6. Il résulte de l'instruction qu'au cours des années 2012 et 2013, M. B a arraché plusieurs centaines de mètres de haies, buissons et arbustes pour transformer des prairies situées notamment aux lieux-dits " Faux d'Angles " et " les Graviers " sur la commune de Quers, en champs de culture céréalière. Des parcelles en cause sont situées à l'intérieur du site Natura 2000 intitulé " la vallée de la Lanterne ". Ces faits ont été constatés par un agent assermenté de l'Office national de la chasse et de la faune sauvage (ONCFS) en avril et mai 2012 et reconnus par M. B qui s'est prévalu de son ignorance du classement de ces parcelles en site Natura 2000. Il résulte encore de l'instruction et en particulier des investigations menées par les services de l'ONCFS, que ces arrachages de haies, réalisés en période de reproduction des oiseaux présents sur le site, ont été de nature à détruite l'habitat, les nids et ufs de plusieurs espèces d'oiseaux protégées au titre de l'arrêté ministériel du 29 octobre 2009 qui nichent dans les haies et buissons et dont la présence sur place a été constatée par l'agent de l'ONCFS au cours de ses investigations au mois de mai 2012. Le jugement du 7 novembre 2019, par lequel le tribunal correctionnel de Vesoul a relaxé M. B des fins de la poursuite des chefs d'altération ou de dégradation et de destruction de l'habitat d'une espèce animale protégée non domestique, au demeurant non définitif du fait de l'appel interjeté par la commission de protection des eaux, n'est pas revêtu d'une autorité de la chose jugée qui s'opposerait à ce que les atteintes à l'environnement reprochées à M. B soient tenues pour établies.

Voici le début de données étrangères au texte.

//! Database connection pool management

mod postgres;

pub use postgres::{create_pool, DatabaseConfig};

// Re-export PgPool for convenience
pub use sqlx::postgres::PgPool;
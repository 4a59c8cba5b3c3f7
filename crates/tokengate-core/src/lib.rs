//! # tokengate-core
//!
//! Domain layer containing identities, refresh-token records, and the store traits
//! the service layer is written against. No infrastructure dependencies live here.

pub mod entities;
pub mod error;
pub mod traits;
pub mod value_objects;

// Re-export commonly used types at crate root
pub use entities::{NewUser, RefreshTokenRecord, Role, RoleParseError, User};
pub use error::DomainError;
pub use traits::{RepoResult, SessionStore, UserRepository};
pub use value_objects::{UserId, UserIdParseError};
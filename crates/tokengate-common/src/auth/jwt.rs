//! Token codec for access and refresh tokens
//!
//! HS256 JWTs via the `jsonwebtoken` crate. Access and refresh tokens are
//! signed with separate keys, so neither kind verifies as the other.

use chrono::{Duration, Utc};
use jsonwebtoken::{
    decode, encode, errors::ErrorKind, Algorithm, DecodingKey, EncodingKey, Header, Validation,
};
use serde::{Deserialize, Serialize};
use tokengate_core::UserId;
use uuid::Uuid;

use crate::config::JwtConfig;

/// Token type enum
#[derive(Debug, Clone, Copy, PartialEq, Eq, Serialize, Deserialize)]
#[serde(rename_all = "snake_case")]
pub enum TokenType {
    Access,
    Refresh,
}

/// JWT claims structure
#[derive(Debug, Clone, Serialize, Deserialize)]
pub struct Claims {
    /// Subject (user ID)
    pub sub: String,
    /// Issued at (Unix timestamp)
    pub iat: i64,
    /// Expiration time (Unix timestamp)
    pub exp: i64,
    /// Token kind
    pub typ: TokenType,
    /// Unique token ID
    pub jti: String,
}

impl Claims {
    /// Get the subject as a UserId
    pub fn user_id(&self) -> Result<UserId, TokenError> {
        UserId::parse(&self.sub).map_err(|_| TokenError::Malformed)
    }
}

/// Why a token failed to decode
///
/// Kept for logging only; callers outside this crate see a single
/// unauthorized outcome.
#[derive(Debug, Clone, PartialEq, Eq, thiserror::Error)]
pub enum TokenError {
    #[error("token expired")]
    Expired,

    #[error("token signature mismatch")]
    InvalidSignature,

    #[error("token malformed")]
    Malformed,

    #[error("token kind mismatch")]
    WrongKind,

    #[error("token encoding failed: {0}")]
    Encoding(String),
}

/// Token pair containing access and refresh tokens
#[derive(Debug, Clone, Serialize, Deserialize)]
pub struct TokenPair {
    pub access_token: String,
    pub refresh_token: String,
    pub token_type: String,
    pub expires_in: i64,
    pub refresh_expires_in: i64,
}

struct SigningKeys {
    encoding: EncodingKey,
    decoding: DecodingKey,
}

impl SigningKeys {
    fn from_secret(secret: &str) -> Self {
        Self {
            encoding: EncodingKey::from_secret(secret.as_bytes()),
            decoding: DecodingKey::from_secret(secret.as_bytes()),
        }
    }
}

/// Signs and verifies access/refresh tokens
pub struct TokenCodec {
    access: SigningKeys,
    refresh: SigningKeys,
    access_ttl: Duration,
    refresh_ttl: Duration,
    validation: Validation,
}

impl TokenCodec {
    /// Build a codec from the JWT section of the app config
    #[must_use]
    pub fn new(config: &JwtConfig) -> Self {
        Self::from_secrets(
            &config.access_secret,
            &config.refresh_secret,
            config.access_ttl(),
            config.refresh_ttl(),
        )
    }

    #[must_use]
    pub fn from_secrets(
        access_secret: &str,
        refresh_secret: &str,
        access_ttl: Duration,
        refresh_ttl: Duration,
    ) -> Self {
        let mut validation = Validation::new(Algorithm::HS256);
        validation.leeway = 0;
        validation.set_required_spec_claims(&["exp", "iat", "sub"]);

        Self {
            access: SigningKeys::from_secret(access_secret),
            refresh: SigningKeys::from_secret(refresh_secret),
            access_ttl,
            refresh_ttl,
            validation,
        }
    }

    pub fn access_ttl(&self) -> Duration {
        self.access_ttl
    }

    pub fn refresh_ttl(&self) -> Duration {
        self.refresh_ttl
    }

    fn keys(&self, kind: TokenType) -> &SigningKeys {
        match kind {
            TokenType::Access => &self.access,
            TokenType::Refresh => &self.refresh,
        }
    }

    /// Sign a token of `kind` for `subject`, valid for `ttl`
    pub fn issue(
        &self,
        subject: UserId,
        ttl: Duration,
        kind: TokenType,
    ) -> Result<String, TokenError> {
        let now = Utc::now();
        let claims = Claims {
            sub: subject.to_string(),
            iat: now.timestamp(),
            exp: (now + ttl).timestamp(),
            typ: kind,
            jti: Uuid::new_v4().to_string(),
        };

        encode(&Header::new(Algorithm::HS256), &claims, &self.keys(kind).encoding)
            .map_err(|e| TokenError::Encoding(e.to_string()))
    }

    /// Verify signature, expiry and kind, returning the claims
    pub fn decode(&self, token: &str, kind: TokenType) -> Result<Claims, TokenError> {
        let data = decode::<Claims>(token, &self.keys(kind).decoding, &self.validation).map_err(
            |e| match e.kind() {
                ErrorKind::ExpiredSignature => TokenError::Expired,
                ErrorKind::InvalidSignature => TokenError::InvalidSignature,
                _ => TokenError::Malformed,
            },
        )?;

        if data.claims.typ != kind {
            return Err(TokenError::WrongKind);
        }

        Ok(data.claims)
    }

    /// Mint a fresh access/refresh pair with the configured lifetimes
    pub fn issue_pair(&self, subject: UserId) -> Result<TokenPair, TokenError> {
        let access_token = self.issue(subject, self.access_ttl, TokenType::Access)?;
        let refresh_token = self.issue(subject, self.refresh_ttl, TokenType::Refresh)?;

        Ok(TokenPair {
            access_token,
            refresh_token,
            token_type: "Bearer".to_string(),
            expires_in: self.access_ttl.num_seconds(),
            refresh_expires_in: self.refresh_ttl.num_seconds(),
        })
    }
}

impl std::fmt::Debug for TokenCodec {
    fn fmt(&self, f: &mut std::fmt::Formatter<'_>) -> std::fmt::Result {
        f.debug_struct("TokenCodec")
            .field("access_ttl", &self.access_ttl)
            .field("refresh_ttl", &self.refresh_ttl)
            .finish_non_exhaustive()
    }
}
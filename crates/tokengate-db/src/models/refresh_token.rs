//! Refresh token database model

use chrono::{DateTime, Utc};
use sqlx::FromRow;

/// Database model for refresh_tokens table
#[derive(Clone, FromRow)]
pub struct RefreshTokenModel {
    pub id: i64,
    pub user_id: i64,
    pub token: String,
    pub revoked: bool,
    pub expires_at: DateTime<Utc>,
    pub created_at: DateTime<Utc>,
    pub updated_at: DateTime<Utc>,
}
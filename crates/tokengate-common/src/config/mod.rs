//! Configuration structs

mod app_config;

pub use app_config::{
    AppConfig, AppSettings, ConfigError, DatabaseConfig, Environment, JwtConfig, RateLimitConfig,
    ServerConfig,
};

7. En application des dispositions combinées des articles 3 et 5 de l'arrêté ministériel du 29 octobre 2009 fixant la liste des oiseaux protégés sur l'ensemble du territoire et les modalités de leur protection, la destruction intentionnelle ou l'enlèvement des ufs et des nids des espèces d'oiseaux listées par cet arrêté, de même que la destruction, l'altération ou la dégradation des sites de reproduction et des aires de repos de ces animaux sont interdits, sauf dérogation accordée dans les conditions prévues au 4° de l'article L. 411-2 et aux articles R. 411-6 à R. 411-14 du code de l'environnement, dont M. B ne disposait pas.

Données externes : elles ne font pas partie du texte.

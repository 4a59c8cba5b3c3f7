//! Authentication handlers
//!
//! Endpoints for signup, signin, token refresh, and logout. Refresh and
//! logout read the refresh token from its cookie, falling back to the body.

use axum::{extract::State, Json};
use axum_extra::extract::cookie::CookieJar;
use tokengate_service::dto::{
    LoginRequest, LogoutRequest, MessageResponse, RefreshTokenRequest, SignupRequest,
    TokenResponse, UserResponse,
};
use tokengate_service::AuthService;

use crate::cookies::{refresh_token, with_tokens, without_tokens};
use crate::extractors::ValidatedJson;
use crate::response::ApiResult;
use crate::state::AppState;

type WithCookies<T> = (CookieJar, Json<T>);

/// Register a new user
///
/// POST /auth/signup
#[utoipa::path(
    post,
    path = "/api/v1/auth/signup",
    tag = "auth",
    request_body = SignupRequest,
    responses(
        (status = 200, description = "User created", body = UserResponse),
        (status = 400, description = "Validation failed"),
        (status = 409, description = "Username or email already taken"),
    )
)]
pub async fn signup(
    State(state): State<AppState>,
    ValidatedJson(request): ValidatedJson<SignupRequest>,
) -> ApiResult<Json<UserResponse>> {
    let service = AuthService::new(state.service_context());
    let user = service.signup(request).await?;
    Ok(Json(UserResponse::from(user)))
}

/// Sign in with email and password
///
/// POST /auth/signin
#[utoipa::path(
    post,
    path = "/api/v1/auth/signin",
    tag = "auth",
    request_body = LoginRequest,
    responses(
        (status = 200, description = "Token pair, also set as cookies", body = TokenResponse),
        (status = 401, description = "Invalid credentials"),
    )
)]
pub async fn signin(
    State(state): State<AppState>,
    jar: CookieJar,
    ValidatedJson(request): ValidatedJson<LoginRequest>,
) -> ApiResult<WithCookies<TokenResponse>> {
    let service = AuthService::new(state.service_context());
    let session = service.login(&request.email, &request.password).await?;
    let jar = with_tokens(jar, &session.tokens, state.secure_cookies());
    Ok((jar, Json(TokenResponse::from(session.tokens))))
}

/// Rotate the refresh token and issue a new pair
///
/// POST /auth/refresh
#[utoipa::path(
    post,
    path = "/api/v1/auth/refresh",
    tag = "auth",
    request_body(
        content = RefreshTokenRequest,
        description = "Optional; used when no refresh cookie is sent"
    ),
    responses(
        (status = 200, description = "Rotated token pair", body = TokenResponse),
        (status = 401, description = "Missing, unknown, revoked or expired refresh token"),
    )
)]
pub async fn refresh(
    State(state): State<AppState>,
    jar: CookieJar,
    body: Option<Json<RefreshTokenRequest>>,
) -> ApiResult<WithCookies<TokenResponse>> {
    let presented = refresh_token(&jar).or_else(|| body.and_then(|Json(b)| b.refresh_token));
    let service = AuthService::new(state.service_context());
    let session = service.rotate(presented.as_deref()).await?;
    let jar = with_tokens(jar, &session.tokens, state.secure_cookies());
    Ok((jar, Json(TokenResponse::from(session.tokens))))
}

/// Revoke the current session and clear token cookies
///
/// POST /auth/logout
#[utoipa::path(
    post,
    path = "/api/v1/auth/logout",
    tag = "auth",
    request_body(
        content = LogoutRequest,
        description = "Optional; used when no refresh cookie is sent"
    ),
    responses(
        (status = 200, description = "Session revoked and cookies cleared", body = MessageResponse),
        (status = 401, description = "Missing refresh token"),
    )
)]
pub async fn logout(
    State(state): State<AppState>,
    jar: CookieJar,
    body: Option<Json<LogoutRequest>>,
) -> ApiResult<WithCookies<MessageResponse>> {
    let presented = refresh_token(&jar).or_else(|| body.and_then(|Json(b)| b.refresh_token));
    let service = AuthService::new(state.service_context());
    service.logout(presented.as_deref()).await?;
    let jar = without_tokens(jar, state.secure_cookies());
    Ok((jar, Json(MessageResponse::new("Logged out successfully"))))
}
//! Response types and error handling for API endpoints
//!
//! Provides unified error handling and JSON response formatting.

use axum::{
    http::StatusCode,
    response::{IntoResponse, Response},
    Json,
};
use serde::Serialize;
use thiserror::Error;
use tokengate_common::{AppError, ErrorResponse};
use tracing::error;
use validator::ValidationErrors;

/// API error type for consistent error responses
#[derive(Debug, Error)]
pub enum ApiError {
    #[error("{0}")]
    App(#[from] AppError),

    #[error("Validation error: {0}")]
    Validation(#[from] ValidationErrors),

    #[error("Invalid request body: {0}")]
    InvalidBody(String),
}

impl ApiError {
    /// Get HTTP status code for this error
    #[must_use]
    pub fn status_code(&self) -> StatusCode {
        match self {
            Self::App(e) => {
                StatusCode::from_u16(e.status_code()).unwrap_or(StatusCode::INTERNAL_SERVER_ERROR)
            }
            Self::Validation(_) | Self::InvalidBody(_) => StatusCode::BAD_REQUEST,
        }
    }

    /// Get error code for API responses
    #[must_use]
    pub fn error_code(&self) -> &str {
        match self {
            Self::App(e) => e.error_code(),
            Self::Validation(_) => "VALIDATION_ERROR",
            Self::InvalidBody(_) => "INVALID_BODY",
        }
    }

    /// Create an invalid body error
    pub fn invalid_body(msg: impl Into<String>) -> Self {
        Self::InvalidBody(msg.into())
    }
}

/// Error response body
#[derive(Debug, Serialize)]
pub struct ErrorBody {
    pub error: ErrorResponse,
}

impl IntoResponse for ApiError {
    fn into_response(self) -> Response {
        let status = self.status_code();
        let code = self.error_code().to_string();
        let message = self.to_string();

        // Log server errors
        if status.is_server_error() {
            error!(error = ?self, "Server error occurred");
        }

        // Build details for validation errors
        let details = if let Self::Validation(errors) = &self {
            Some(serde_json::to_value(errors).unwrap_or_default())
        } else {
            None
        };

        let body = ErrorBody {
            error: ErrorResponse {
                code,
                message,
                details,
            },
        };

        (status, Json(body)).into_response()
    }
}

/// Type alias for API results
pub type ApiResult<T> = Result<T, ApiError>;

8. Il résulte de l'instruction que les services de la direction départementale des territoires de la Haute-Saône ont été informés dès le mois de février 2013 par l'ONCFS par la transmission des résultats de ses constatations et investigations, de l'arrachage par M. B de haies, arbustes et buissons et du labour de pâtures en vue de leur mise en culture, et que le préfet de la Haute-Saône a été saisi par l'association commission de protection des eaux, le 30 juillet 2019, des dommages causés à l'environnement par les travaux réalisés par M. B. Par suite, il appartenait au préfet de la Haute-Saône de mettre en demeure ce dernier de solliciter la dérogation au titre de la destruction des espèces protégées et de leurs habitats prévue au 4° de l'article L. 411-2 du code de l'environnement dans un délai déterminé ne pouvant excéder une durée d'un an ou, et à défaut de dérogation accordée, de mettre en œuvre les mesures de prévention ou de réparation nécessaires définies aux articles L. 162-3 à L. 162-12 du code de l'environnement, après avoir recueilli les observations de M. B et procédé ou fait procéder par l'intéressé à l'évaluation de la nature et des conséquences du dommage. En se bornant à affirmer, dans ses écritures enregistrées devant le tribunal le 1er décembre 2020, qu'une procédure administrative a été engagée après l'introduction de la requête pour obtenir de M. B un dossier de réparation des dommages causés aux habitats d'espèces protégées mais que les services de l'Etat n'ont pas encore eu communication d'une étude d'évaluation de la nature et des conséquences du dommage, circonstance qui ne lui permet pas d'apprécier l'atteinte portée à l'environnement, le préfet de la Haute-Saône ne peut pas être regardé comme justifiant avoir mis en œuvre les pouvoirs qu'il détient des articles R. 162-4, L. 162-6 et L. 162-11 du code de l'environnement. Par suite, et compte tenu des délais écoulés depuis que les faits en cause ont été portés à la connaissance des services de l'Etat dans le département de la Haute-Saône, le préfet de la Haute-Saône a méconnu ces dispositions.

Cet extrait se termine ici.